A minority of employees may abuse social media access, however computer forensics can easily identify where, when and what was accessed, providing solid evidence for any performance management discussions.
Social media can deliver many benefits to organisations that use it well. In fact, workplace leisure browsing has been proven to enhance productivity, in addition to supporting employee attraction and retention.
Social within organisations means more than just access to Facebook. Companies that have embraced this technology are rewarded with productivity enhancements from more efficient people practices across the board. Traditional workplace practices have the potential to become supercharged. Suggestion box schemes take on a life of their own – a raw concept or idea from one person can be enhanced by the contributions of others to produce a refined solution to workplace problem or opportunity. The old company newsletter, which has diminishing levels of reader engagement as the pages go on, can be transformed into bite-sized chunks of information available on a mobile device – perfect for the commute to work or any other downtime.
The immediacy of information via social media also brings communications benefits.
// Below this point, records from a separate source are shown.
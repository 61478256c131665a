//! Symbolic shape and value inference for tensor dataflow graphs.
//!
//! # About symbolic shape inference
//!
//! Compilers for tensor programs need to know the shapes of the values in a
//! graph in order to plan memory, fuse operators and choose kernels. In many
//! models some dimensions are only known at runtime. A language model for
//! example has dynamic dimensions for the batch size and sequence length.
//!
//! This crate walks a graph in program order and assigns every value a
//! _record_ describing its shape as a list of symbolic expressions. Dimensions
//! that are unknown get a generated symbol such as `S0`. For small integer
//! tensors that hold shapes, such as the output of a `shape` operator, the
//! record also tracks the element values. This lets shape computations in the
//! graph be followed through. For example:
//!
//! ```text
//! %0 = pd_op.data<shape=[-1, 3, -1]>       // shape=[S0, 3, S1]
//! %1 = pd_op.shape(%0)                     // shape=[3] data=[S0, 3, S1]
//! %2 = pd_op.full_int_array<value=[1]>     // shape=[1] data=[1]
//! %3 = pd_op.full_int_array<value=[MAX]>   // shape=[1] data=[2147483647]
//! %4 = pd_op.slice<axes=[0]>(%1, %2, %3)   // shape=[2] data=[3, S1]
//! ```
//!
//! Along the way operators register the runtime obligations they rely on,
//! such as two dimensions being equal or broadcast-compatible. These are
//! collected as [`Constraints`].
//!
//! # Crate overview
//!
//! - [`DimExpr`] is a symbolic dimension expression and [`TensorShapeOrData`]
//!   and [`ShapeOrData`] are the per-value records.
//! - [`Graph`] and [`Operation`] describe the host program.
//! - [`ShapeAnalysis`] holds the records, symbol generator and constraints of
//!   one run.
//! - The [`InferSymbolicShape`] trait is implemented by each rule, found in
//!   [`ops`]. [`infer_one`] dispatches a single operator to its rule.
//! - [`infer_graph`] runs the rules over a whole graph.
//!
//! ```
//! use symshape::{DimExpr, Graph, InferOptions, OpKind, Operation, infer_graph};
//!
//! let mut graph = Graph::new();
//! let x = graph.add_value();
//! let y = graph.add_value();
//! graph.add_op(
//!     Operation::new(OpKind::Data)
//!         .with_attr("shape", vec![-1, 16])
//!         .with_results([x]),
//! );
//! graph.add_op(
//!     Operation::new(OpKind::Shape)
//!         .with_operands([x])
//!         .with_results([y]),
//! );
//!
//! let options = InferOptions::default();
//! let mut analysis = options.analysis();
//! infer_graph(&graph, &mut analysis, &options).unwrap();
//!
//! let shape = analysis.tensor(y).unwrap();
//! assert_eq!(shape.data(), Some([DimExpr::from("S0"), DimExpr::Value(16)].as_slice()));
//! ```

mod analysis;
mod constraints;
mod env;
mod graph;
mod infer_shapes;
pub mod ops;
mod pass;
mod registry;
mod shape_or_data;
mod sym_expr;
mod sym_gen;

#[cfg(test)]
mod testing;

pub use analysis::ShapeAnalysis;
pub use constraints::{BroadcastConstraint, Constraints, DimExprBuilder};
pub use graph::{AttrValue, Attribute, Graph, OpKind, OpRef, Operation, ValueId};
pub use infer_shapes::{
    ElementwiseBinary, InferError, InferSymbolicShape, SameShape, reduce_infer_dim,
};
pub use pass::{InferOptions, PassError, PassStats, infer_graph};
pub use registry::{has_rule, infer_one};
pub use shape_or_data::{ShapeOrData, TensorShapeOrData};
pub use sym_expr::{DimExpr, Symbol};
pub use sym_gen::SymbolGen;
One organisation in the research cites social media as being the main reason it was able to avoid imminent strike action; employees raised issues online during a negotiation process and the prompt responses from leaders within the business effectively diffused the situation.
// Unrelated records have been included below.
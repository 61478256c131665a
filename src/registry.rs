//! Mapping from operator kinds to shape inference rules.

use crate::analysis::ShapeAnalysis;
use crate::graph::{OpKind, OpRef};
use crate::infer_shapes::{
    ElementwiseBinary, InferError, InferSymbolicShape, SameShape, invariant_err,
};
use crate::ops;
use crate::shape_or_data::ShapeOrData;

/// Return the shape inference rule for an operator, or `None` if it has none.
fn rule(kind: OpKind, inplace: bool) -> Option<&'static dyn InferSymbolicShape> {
    use OpKind::*;

    let rule: &'static dyn InferSymbolicShape = match kind {
        Combine => &ops::Combine,

        Data => &ops::Data,
        Full => &ops::Full,
        FullIntArray => &ops::FullIntArray,
        Shape | ShapeSr => &ops::Shape,
        Arange => &ops::Arange,

        // The in-place power operator has no rule.
        Pow if inplace => return None,
        Abs | Cast | Exp | Pow | Relu | Rsqrt | Scale | ScaleSr | FullWithTensor => &SameShape,

        Add | Subtract | Multiply | MultiplySr | Divide | ElementwisePow => &ElementwiseBinary,

        Sum | Max => &ops::Reduce {
            keepdim_attr: "keepdim",
            reduce_all_attr: None,
        },
        Prod => &ops::Reduce {
            keepdim_attr: "keep_dim",
            reduce_all_attr: Some("reduce_all"),
        },

        Reshape => &ops::Reshape,
        Slice => &ops::Slice,
        Squeeze => &ops::Squeeze,
        Unsqueeze => &ops::Unsqueeze,
        Tile => &ops::Tile,
        Concat => &ops::Concat,
        Stack => &ops::Stack,

        Embedding => &ops::Embedding,
        GatherNd => &ops::GatherNd,
        Matmul => &ops::Matmul,

        CinnConcat => &ops::CinnConcat,
        CinnReduceMax | CinnReduceMin | CinnReduceProd | CinnReduceSum => &ops::CinnReduce,
        CinnReshape => &ops::CinnReshape,
        CinnSlice => &ops::CinnSlice,

        Assign | BitwiseAnd | Expand | ExpandAs | Feed | GreaterThan => return None,
        Increment | LessThan | Log | LogicalAnd | LogicalNot | NotEqual => return None,
        SparseWeightEmbedding | Split | TopPSampling | Transpose | Tril | Where => return None,
    };
    Some(rule)
}

/// Return true if there is a shape inference rule for an operator.
pub fn has_rule(kind: OpKind, inplace: bool) -> bool {
    rule(kind, inplace).is_some()
}

/// Infer the records of `op`'s results and write them to `analysis`.
///
/// If inference fails `analysis` is left unchanged. No records are written
/// and symbols or constraints created by the rule are discarded.
pub fn infer_one(op: &OpRef, analysis: &mut ShapeAnalysis) -> Result<(), InferError> {
    let rule = rule(op.kind(), op.is_inplace())
        .ok_or_else(|| InferError::UnimplementedOperator(op.name()))?;
    for &result in op.results() {
        analysis.check_write(op.kind(), op.is_inplace(), result)?;
    }

    let checkpoint = analysis.checkpoint();
    let records = match infer_records(rule, op, analysis) {
        Ok(records) => records,
        Err(err) => {
            analysis.rollback(checkpoint);
            return Err(err);
        }
    };

    for (&result, record) in op.results().iter().zip(records) {
        analysis.write_result(op.kind(), op.is_inplace(), result, record)?;
    }
    Ok(())
}

fn infer_records(
    rule: &dyn InferSymbolicShape,
    op: &OpRef,
    analysis: &mut ShapeAnalysis,
) -> Result<Vec<ShapeOrData>, InferError> {
    let records = rule.infer_symbolic_shape(op, analysis)?;
    if records.len() != op.results().len() {
        return Err(invariant_err!(
            "{} inferred {} records for {} results",
            op.name(),
            records.len(),
            op.results().len()
        ));
    }
    Ok(records)
}

#[cfg(test)]
mod tests {
    use super::{has_rule, infer_one};
    use crate::graph::{OpKind, Operation};
    use crate::infer_shapes::InferError;
    use crate::shape_or_data::{TensorShapeOrData, sym_shape};
    use crate::sym_expr::DimExpr;
    use crate::testing::Harness;

    const UNIMPLEMENTED: &[OpKind] = &[
        OpKind::Assign,
        OpKind::BitwiseAnd,
        OpKind::Expand,
        OpKind::ExpandAs,
        OpKind::Feed,
        OpKind::GreaterThan,
        OpKind::Increment,
        OpKind::LessThan,
        OpKind::Log,
        OpKind::LogicalAnd,
        OpKind::LogicalNot,
        OpKind::NotEqual,
        OpKind::SparseWeightEmbedding,
        OpKind::Split,
        OpKind::TopPSampling,
        OpKind::Transpose,
        OpKind::Tril,
        OpKind::Where,
    ];

    #[test]
    fn test_has_rule() {
        for &kind in OpKind::ALL {
            assert_eq!(
                has_rule(kind, false),
                !UNIMPLEMENTED.contains(&kind),
                "{}",
                kind
            );
        }
        assert!(has_rule(OpKind::Pow, false));
        assert!(!has_rule(OpKind::Pow, true));
        assert!(has_rule(OpKind::Add, true));
    }

    #[test]
    fn test_unimplemented_operators() {
        for &kind in UNIMPLEMENTED {
            let mut h = Harness::new();
            let x = h.input(sym_shape!("n", 3));
            let y = h.input(sym_shape!("n", 3));
            let err = h.run(kind, [x, y], |op| op).err();
            assert_eq!(
                err,
                Some(InferError::UnimplementedOperator(kind.name().to_string()))
            );
            assert_eq!(h.analysis.len(), 2, "{} wrote a record", kind);
            assert!(h.analysis.constraints().is_empty());
        }
    }

    #[test]
    fn test_inplace_pow() {
        let mut h = Harness::new();
        let x = h.input(sym_shape!("n"));
        let err = h.run(OpKind::Pow, [x], |op| op.with_inplace(true)).err();
        assert_eq!(
            err,
            Some(InferError::UnimplementedOperator("pd_op.pow_".into()))
        );
    }

    #[test]
    fn test_inplace_rewrite() {
        let mut h = Harness::new();
        let x = h.input(sym_shape!("n", 1));
        let y = h.input(sym_shape!(1, 4));
        let z = h.run(OpKind::Add, [x, y], |op| op).unwrap();
        assert_eq!(h.tensor(z), &sym_shape!("n", 4));

        // `add_` writes its result into its first operand.
        let w = h.input(sym_shape!("n", 4));
        let index = h.graph.add_op(
            Operation::new(OpKind::Add)
                .with_inplace(true)
                .with_operands([z, w])
                .with_results([z]),
        );
        let op = h.graph.op(index).unwrap();
        infer_one(&op, &mut h.analysis).unwrap();
        assert_eq!(h.tensor(z), &sym_shape!("n", 4));

        // An out-of-place operator may not overwrite an existing record.
        let index = h.graph.add_op(
            Operation::new(OpKind::Multiply)
                .with_operands([x, y])
                .with_results([z]),
        );
        let op = h.graph.op(index).unwrap();
        let err = infer_one(&op, &mut h.analysis).err();
        assert!(matches!(err, Some(InferError::InvariantViolation(_))));
    }

    #[test]
    fn test_result_count_mismatch() {
        let mut h = Harness::new();
        let x = h.input(sym_shape!("n"));
        let err = h.run_multi(OpKind::Relu, [x], 2, |op| op).err();
        assert!(matches!(err, Some(InferError::InvariantViolation(_))));
        assert_eq!(h.analysis.len(), 1);

        // Symbols and constraints of the rejected records are discarded.
        let y = h.input(sym_shape!("m"));
        let err = h.run_multi(OpKind::Add, [x, y], 2, |op| op).err();
        assert!(matches!(err, Some(InferError::InvariantViolation(_))));
        assert!(h.analysis.constraints().is_empty());
        assert_eq!(h.analysis.symbol_count(), 0);
    }

    #[test]
    fn test_rejected_write_leaves_no_constraints() {
        let mut h = Harness::new();
        let x = h.input(sym_shape!("foo"));
        let y = h.input(sym_shape!("bar"));
        let seeded = h.input(sym_shape!(3));

        let index = h.graph.add_op(
            Operation::new(OpKind::Add)
                .with_operands([x, y])
                .with_results([seeded]),
        );
        let op = h.graph.op(index).unwrap();
        let err = infer_one(&op, &mut h.analysis).err();
        assert!(matches!(err, Some(InferError::InvariantViolation(_))));

        assert!(h.analysis.constraints().is_empty());
        assert_eq!(h.analysis.symbol_count(), 0);
        assert_eq!(h.tensor(seeded), &sym_shape!(3));
    }

    #[test]
    fn test_missing_operand_record() {
        let mut h = Harness::new();
        let x = h.graph.add_value();
        let err = h.run(OpKind::Relu, [x], |op| op).err();
        assert_eq!(err, Some(InferError::ValueNotYetInferred(x)));

        // Records are not required for values that are never read.
        let y = h.input(TensorShapeOrData::from_scalar(DimExpr::from(2)));
        let out = h.run(OpKind::Cast, [y, x], |op| op).unwrap();
        assert_eq!(h.tensor(out).data(), Some([DimExpr::Value(2)].as_slice()));
    }
}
Many leaders are still getting to grips with the social space and, as with all new technologies, fear of the unknown is rife. Insights from Erik Qualman in his #Socialnomics update demonstrate that social media is not just a fad. With every month that goes by the world continues to change and evolve – the easiest thing to do is get on board before the knowledge gap becomes too much to overcome.
The real risk for business today is in failing to embrace the social space. This technology has moved out of the trial and error of the early adopter phase and is going mainstream. In essence, the door is closing on social media as an opportunity for competitive advantage. If your competitors are not already reaping the benefits of enhanced collaboration and communication, they soon will be – making their business more efficient and more innovative.
In addition, employees are demanding social, with 62 per cent of employees in the research stating that daily social media access is important or essential in their role; and, in the absence of a formal social platform, some employees are creating their own. At best this results in missed opportunities, with ideas and innovations being visible to only a select few within an organisation; at worst, the company may be exposed to reputational harm with little ability to monitor or control the situation.
When considering implementation of an internal social media platform, the research reveals the following critical success factors:
• the right culture – trust is critical;
• the right support – senior level champions willing to engage with their people on the platform; and
• the right monitoring – light touch governance works best.
The chosen social platform is also important, but more critical is the way people use it. And that’s why getting the right advice at the start is essential.
A good starting point is to identify and engage the digital natives in your business in order to create early buy-in and a great sounding board for the program. Experts can then be engaged to further refine these ideas and advise on gaining maximum value from your investment.